# WHAT IS REQUIRED
Reproduce every entry precisely as written.
_ _ _ _
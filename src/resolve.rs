use rust_decimal::Decimal;
use std::collections::BTreeSet;
use tracing::{debug, trace};

use crate::{plans::SilverPlans, targets::TargetZip, zips::ZipAreaJoin};

/// A target ZIP with its SLCSP rate, `None` when it cannot be determined.
#[derive(Debug, Clone, PartialEq, Eq)]
pub struct ResolvedTarget {
    pub zipcode: String,
    pub rate: Option<Decimal>,
}

/// Second-lowest distinct value; equal rates count once.
pub fn second_lowest_distinct(rates: &[Decimal]) -> Option<Decimal> {
    rates
        .iter()
        .copied()
        .collect::<BTreeSet<_>>()
        .into_iter()
        .nth(1)
}

/// Resolve every target, in the order given.
///
/// A ZIP gets a rate only when all of its mapping rows agree on one rate
/// area; the rate is then taken from the full Silver rate list of that area.
pub fn resolve(
    targets: &[TargetZip],
    joined: &ZipAreaJoin,
    plans: &SilverPlans,
) -> Vec<ResolvedTarget> {
    targets
        .iter()
        .map(|t| ResolvedTarget {
            zipcode: t.zipcode.clone(),
            rate: resolve_one(&t.zipcode, joined, plans),
        })
        .collect()
}

fn resolve_one(zip: &str, joined: &ZipAreaJoin, plans: &SilverPlans) -> Option<Decimal> {
    let Some(areas) = joined.areas_for(zip) else {
        trace!(zip, "not in mapping table");
        return None;
    };
    let mut iter = areas.iter();
    let area = match (iter.next(), iter.next()) {
        (Some(area), None) => area,
        _ => {
            debug!(zip, areas = areas.len(), "ambiguous rate area");
            return None;
        }
    };

    let rate = second_lowest_distinct(plans.rates(area));
    if rate.is_none() {
        debug!(
            zip,
            state = %area.state,
            rate_area = %area.rate_area,
            "fewer than two distinct silver rates"
        );
    }
    rate
}

#[cfg(test)]
mod tests {
    use super::*;
    use crate::{plans::read_silver_plans, zips::read_zip_areas};
    use rust_decimal_macros::dec;
    use std::collections::HashSet;

    fn run(plans: &str, zips: &str, targets: &[&str]) -> Vec<ResolvedTarget> {
        let plans =
            SilverPlans::from_records(read_silver_plans(plans.as_bytes(), b',').unwrap());
        let set: HashSet<&str> = targets.iter().copied().collect();
        let joined = read_zip_areas(zips.as_bytes(), b',', &set, &plans).unwrap();
        let targets: Vec<TargetZip> = targets
            .iter()
            .map(|z| TargetZip {
                zipcode: z.to_string(),
            })
            .collect();
        resolve(&targets, &joined, &plans)
    }

    const HEADER_PLANS: &str = "state,rate_area,rate,metal_level\n";
    const HEADER_ZIPS: &str = "zipcode,state,rate_area\n";

    #[test]
    fn second_lowest_ignores_duplicates() {
        assert_eq!(
            second_lowest_distinct(&[dec!(200), dec!(300), dec!(200)]),
            Some(dec!(300))
        );
        assert_eq!(
            second_lowest_distinct(&[dec!(9), dec!(3), dec!(3), dec!(5), dec!(1)]),
            Some(dec!(3))
        );
        assert_eq!(second_lowest_distinct(&[dec!(150), dec!(150.00)]), None);
        assert_eq!(second_lowest_distinct(&[]), None);
    }

    #[test]
    fn single_area_resolves_to_second_distinct_rate() {
        let plans = format!("{HEADER_PLANS}NY,1,200.00,Silver\nNY,1,300.00,Silver\nNY,1,200.00,Silver\n");
        let zips = format!("{HEADER_ZIPS}90001,NY,1\n");
        let out = run(&plans, &zips, &["90001"]);
        assert_eq!(out[0].rate, Some(dec!(300.00)));
    }

    #[test]
    fn sub_cent_rates_are_compared_exactly() {
        let plans = format!(
            "{HEADER_PLANS}NY,1,100.001,Silver\nNY,1,100.004,Silver\nNY,1,200.00,Silver\n"
        );
        let zips = format!("{HEADER_ZIPS}90001,NY,1\n");
        let out = run(&plans, &zips, &["90001"]);
        assert_eq!(out[0].rate, Some(dec!(100.004)));
        assert_eq!(crate::money::format_rate(dec!(100.004)), "100.00");
    }

    #[test]
    fn two_areas_is_ambiguous() {
        let plans = format!(
            "{HEADER_PLANS}NY,1,200.00,Silver\nNY,1,300.00,Silver\nNY,2,200.00,Silver\nNY,2,300.00,Silver\n"
        );
        let zips = format!("{HEADER_ZIPS}90002,NY,1\n90002,NY,2\n");
        let out = run(&plans, &zips, &["90002"]);
        assert_eq!(out[0].rate, None);
    }

    #[test]
    fn second_area_without_plans_is_still_ambiguous() {
        let plans = format!("{HEADER_PLANS}NY,1,200.00,Silver\nNY,1,300.00,Silver\n");
        let zips = format!("{HEADER_ZIPS}90005,NY,1\n90005,NY,7\n");
        let out = run(&plans, &zips, &["90005"]);
        assert_eq!(out[0].rate, None);
    }

    #[test]
    fn same_area_in_several_counties_is_unambiguous() {
        let plans = format!("{HEADER_PLANS}NY,1,200.00,Silver\nNY,1,300.00,Silver\n");
        let zips = "zipcode,state,county_code,rate_area\n90006,NY,001,1\n90006,NY,002,1\n";
        let out = run(&plans, zips, &["90006"]);
        assert_eq!(out[0].rate, Some(dec!(300.00)));
    }

    #[test]
    fn one_distinct_rate_is_blank() {
        let plans = format!("{HEADER_PLANS}NY,3,150.00,Silver\nNY,3,150.00,Silver\n");
        let zips = format!("{HEADER_ZIPS}90003,NY,3\n");
        let out = run(&plans, &zips, &["90003"]);
        assert_eq!(out[0].rate, None);
    }

    #[test]
    fn unmapped_zip_is_blank() {
        let plans = format!("{HEADER_PLANS}NY,1,200.00,Silver\nNY,1,300.00,Silver\n");
        let zips = format!("{HEADER_ZIPS}90001,NY,1\n");
        let out = run(&plans, &zips, &["12345"]);
        assert_eq!(
            out,
            vec![ResolvedTarget {
                zipcode: "12345".into(),
                rate: None
            }]
        );
    }

    #[test]
    fn same_state_other_area_does_not_leak() {
        let plans = format!(
            "{HEADER_PLANS}NY,1,100.00,Silver\nNY,2,200.00,Silver\nNY,2,300.00,Silver\nNJ,1,150.00,Silver\n"
        );
        let zips = format!("{HEADER_ZIPS}90001,NY,1\n");
        let out = run(&plans, &zips, &["90001"]);
        assert_eq!(out[0].rate, None);
    }

    #[test]
    fn output_follows_target_order() {
        let plans = format!("{HEADER_PLANS}NY,1,200.00,Silver\nNY,1,300.00,Silver\n");
        let zips = format!("{HEADER_ZIPS}90001,NY,1\n90002,NY,1\n");
        let out = run(&plans, &zips, &["90002", "99999", "90001"]);
        let zips: Vec<_> = out.iter().map(|r| r.zipcode.as_str()).collect();
        assert_eq!(zips, vec!["90002", "99999", "90001"]);
        assert_eq!(out[1].rate, None);
    }
}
_ _ _ _
# OUTPUT OF THE EXERCISE
filename src/resolve.rs
use rust_decimal::Decimal;
use std::collections::BTreeSet;
use tracing::{debug, trace};

use crate::{plans::SilverPlans, targets::TargetZip, zips::ZipAreaJoin};

/// A target ZIP with its SLCSP rate, `None` when it cannot be determined.
#[derive(Debug, Clone, PartialEq, Eq)]
pub struct ResolvedTarget {
    pub zipcode: String,
    pub rate: Option<Decimal>,
}

/// Second-lowest distinct value; equal rates count once.
pub fn second_lowest_distinct(rates: &[Decimal]) -> Option<Decimal> {
    rates
        .iter()
        .copied()
        .collect::<BTreeSet<_>>()
        .into_iter()
        .nth(1)
}

/// Resolve every target, in the order given.
///
/// A ZIP gets a rate only when all of its mapping rows agree on one rate
/// area; the rate is then taken from the full Silver rate list of that area.
pub fn resolve(
    targets: &[TargetZip],
    joined: &ZipAreaJoin,
    plans: &SilverPlans,
) -> Vec<ResolvedTarget> {
    targets
        .iter()
        .map(|t| ResolvedTarget {
            zipcode: t.zipcode.clone(),
            rate: resolve_one(&t.zipcode, joined, plans),
        })
        .collect()
}

fn resolve_one(zip: &str, joined: &ZipAreaJoin, plans: &SilverPlans) -> Option<Decimal> {
    let Some(areas) = joined.areas_for(zip) else {
        trace!(zip, "not in mapping table");
        return None;
    };
    let mut iter = areas.iter();
    let area = match (iter.next(), iter.next()) {
        (Some(area), None) => area,
        _ => {
            debug!(zip, areas = areas.len(), "ambiguous rate area");
            return None;
        }
    };

    let rate = second_lowest_distinct(plans.rates(area));
    if rate.is_none() {
        debug!(
            zip,
            state = %area.state,
            rate_area = %area.rate_area,
            "fewer than two distinct silver rates"
        );
    }
    rate
}

#[cfg(test)]
mod tests {
    use super::*;
    use crate::{plans::read_silver_plans, zips::read_zip_areas};
    use rust_decimal_macros::dec;
    use std::collections::HashSet;

    fn run(plans: &str, zips: &str, targets: &[&str]) -> Vec<ResolvedTarget> {
        let plans =
            SilverPlans::from_records(read_silver_plans(plans.as_bytes(), b',').unwrap());
        let set: HashSet<&str> = targets.iter().copied().collect();
        let joined = read_zip_areas(zips.as_bytes(), b',', &set, &plans).unwrap();
        let targets: Vec<TargetZip> = targets
            .iter()
            .map(|z| TargetZip {
                zipcode: z.to_string(),
            })
            .collect();
        resolve(&targets, &joined, &plans)
    }

    const HEADER_PLANS: &str = "state,rate_area,rate,metal_level\n";
    const HEADER_ZIPS: &str = "zipcode,state,rate_area\n";

    #[test]
    fn second_lowest_ignores_duplicates() {
        assert_eq!(
            second_lowest_distinct(&[dec!(200), dec!(300), dec!(200)]),
            Some(dec!(300))
        );
        assert_eq!(
            second_lowest_distinct(&[dec!(9), dec!(3), dec!(3), dec!(5), dec!(1)]),
            Some(dec!(3))
        );
        assert_eq!(second_lowest_distinct(&[dec!(150), dec!(150.00)]), None);
        assert_eq!(second_lowest_distinct(&[]), None);
    }

    #[test]
    fn single_area_resolves_to_second_distinct_rate() {
        let plans = format!("{HEADER_PLANS}NY,1,200.00,Silver\nNY,1,300.00,Silver\nNY,1,200.00,Silver\n");
        let zips = format!("{HEADER_ZIPS}90001,NY,1\n");
        let out = run(&plans, &zips, &["90001"]);
        assert_eq!(out[0].rate, Some(dec!(300.00)));
    }

    #[test]
    fn sub_cent_rates_are_compared_exactly() {
        let plans = format!(
            "{HEADER_PLANS}NY,1,100.001,Silver\nNY,1,100.004,Silver\nNY,1,200.00,Silver\n"
        );
        let zips = format!("{HEADER_ZIPS}90001,NY,1\n");
        let out = run(&plans, &zips, &["90001"]);
        assert_eq!(out[0].rate, Some(dec!(100.004)));
        assert_eq!(crate::money::format_rate(dec!(100.004)), "100.00");
    }

    #[test]
    fn two_areas_is_ambiguous() {
        let plans = format!(
            "{HEADER_PLANS}NY,1,200.00,Silver\nNY,1,300.00,Silver\nNY,2,200.00,Silver\nNY,2,300.00,Silver\n"
        );
        let zips = format!("{HEADER_ZIPS}90002,NY,1\n90002,NY,2\n");
        let out = run(&plans, &zips, &["90002"]);
        assert_eq!(out[0].rate, None);
    }

    #[test]
    fn second_area_without_plans_is_still_ambiguous() {
        let plans = format!("{HEADER_PLANS}NY,1,200.00,Silver\nNY,1,300.00,Silver\n");
        let zips = format!("{HEADER_ZIPS}90005,NY,1\n90005,NY,7\n");
        let out = run(&plans, &zips, &["90005"]);
        assert_eq!(out[0].rate, None);
    }

    #[test]
    fn same_area_in_several_counties_is_unambiguous() {
        let plans = format!("{HEADER_PLANS}NY,1,200.00,Silver\nNY,1,300.00,Silver\n");
        let zips = "zipcode,state,county_code,rate_area\n90006,NY,001,1\n90006,NY,002,1\n";
        let out = run(&plans, zips, &["90006"]);
        assert_eq!(out[0].rate, Some(dec!(300.00)));
    }

    #[test]
    fn one_distinct_rate_is_blank() {
        let plans = format!("{HEADER_PLANS}NY,3,150.00,Silver\nNY,3,150.00,Silver\n");
        let zips = format!("{HEADER_ZIPS}90003,NY,3\n");
        let out = run(&plans, &zips, &["90003"]);
        assert_eq!(out[0].rate, None);
    }

    #[test]
    fn unmapped_zip_is_blank() {
        let plans = format!("{HEADER_PLANS}NY,1,200.00,Silver\nNY,1,300.00,Silver\n");
        let zips = format!("{HEADER_ZIPS}90001,NY,1\n");
        let out = run(&plans, &zips, &["12345"]);
        assert_eq!(
            out,
            vec![ResolvedTarget {
                zipcode: "12345".into(),
                rate: None
            }]
        );
    }

    #[test]
    fn same_state_other_area_does_not_leak() {
        let plans = format!(
            "{HEADER_PLANS}NY,1,100.00,Silver\nNY,2,200.00,Silver\nNY,2,300.00,Silver\nNJ,1,150.00,Silver\n"
        );
        let zips = format!("{HEADER_ZIPS}90001,NY,1\n");
        let out = run(&plans, &zips, &["90001"]);
        assert_eq!(out[0].rate, None);
    }

    #[test]
    fn output_follows_target_order() {
        let plans = format!("{HEADER_PLANS}NY,1,200.00,Silver\nNY,1,300.00,Silver\n");
        let zips = format!("{HEADER_ZIPS}90001,NY,1\n90002,NY,1\n");
        let out = run(&plans, &zips, &["90002", "99999", "90001"]);
        let zips: Vec<_> = out.iter().map(|r| r.zipcode.as_str()).collect();
        assert_eq!(zips, vec!["90002", "99999", "90001"]);
        assert_eq!(out[1].rate, None);
    }
}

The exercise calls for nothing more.